As for me, I traveled light, with just a paperback. Seems like it was The Electric Kool-Aid Acid Test, but it could have been another Tom Wolfe or maybe a Hunter Thompson. Eventually I made some small talk with the guys around me in line, but none of us really bonded for life. After a while, though, this was not a particularly thrilling event, no matter what the "nerd tailgating" nickname suggests. The local new-rock radio station did a live broadcast from near the head of the line, and people were pretty cool about saving each other's places. I was almost interviewed by one of the TV stations, but then I remembered I hadn't exactly told the office why I was taking off that day. I even got a break to get lunch and new comics (it was Wednesday, remember). It was sunny too, so that was a plus. I got a good tan -- fight the pasty stereotype! -- without getting burned.

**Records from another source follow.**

//! shadowlink Core Library
//!
//! Shared types for shadowlink.
//!
//! # Modules
//!
//! - [`ids`] - Strongly typed identifiers (SourceId, MirrorId)
//! - [`record`] - Source and mirror records and their field payloads
//! - [`kind`] - Kind names and the (source kind, mirror kind) relationship
//! - [`error`] - The error taxonomy (ShadowlinkError)
//!
//! # Example
//!
//! ```
//! use shadowlink_core::{Relationship, ShadowlinkResult};
//!
//! fn staff_offices() -> ShadowlinkResult<Relationship> {
//!     Relationship::new("staff", "offices")
//! }
//!
//! assert_eq!(staff_offices().unwrap().to_string(), "staff -> offices");
//! ```

pub mod error;
pub mod ids;
pub mod kind;
pub mod record;

pub use error::{ShadowlinkError, ShadowlinkResult};
pub use ids::{MirrorId, ParseIdError, SourceId};
pub use kind::{validate_kind_name, Relationship};
pub use record::{
    MirrorFields, MirrorRecord, NewMirror, NewSource, RecordMeta, RecordStatus, SourceFields,
    SourceRecord,
};

/// Metadata key on a source record holding its mirror's ID.
pub const MIRROR_ID_META_KEY: &str = "shadow_mirror_id";

/// Metadata key on a mirror record holding its source's ID.
pub const SOURCE_ID_META_KEY: &str = "shadow_source_id";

It seems strange now to think that standing in line for movie tickets was a big deal just ten years ago. I remember The Onion did a story about it and there were editorial cartoons contrasting the lines with the exodus of refugees from the Balkans. However, I didn't know when the box office would open (it opened early, at 3:30 p.m., so I was in line for some 11 hours), and it only took cash (I was getting 10 tickets at $6.25 apiece).

I did the same thing for Episode II three years later, except I got to the theater at about 7 a.m., it rained a little, and I was only there until the b.o. opened at a little after 11:00 a.m. Also, I was about 20th in line.

So yeah, while it was a bit dull and not exactly the kind of thing I'd want (or need) to do again, it was still kind of fun to see all those years of fan expectations personified in this pre-dawn exercise. Naturally the atmosphere for the actual movie (a week later, on May 19) was pretty charged, although I'm sure one's feelings about the movie itself probably overwhelmed whatever goodwill that nerd camaraderie generated. Good times, good times.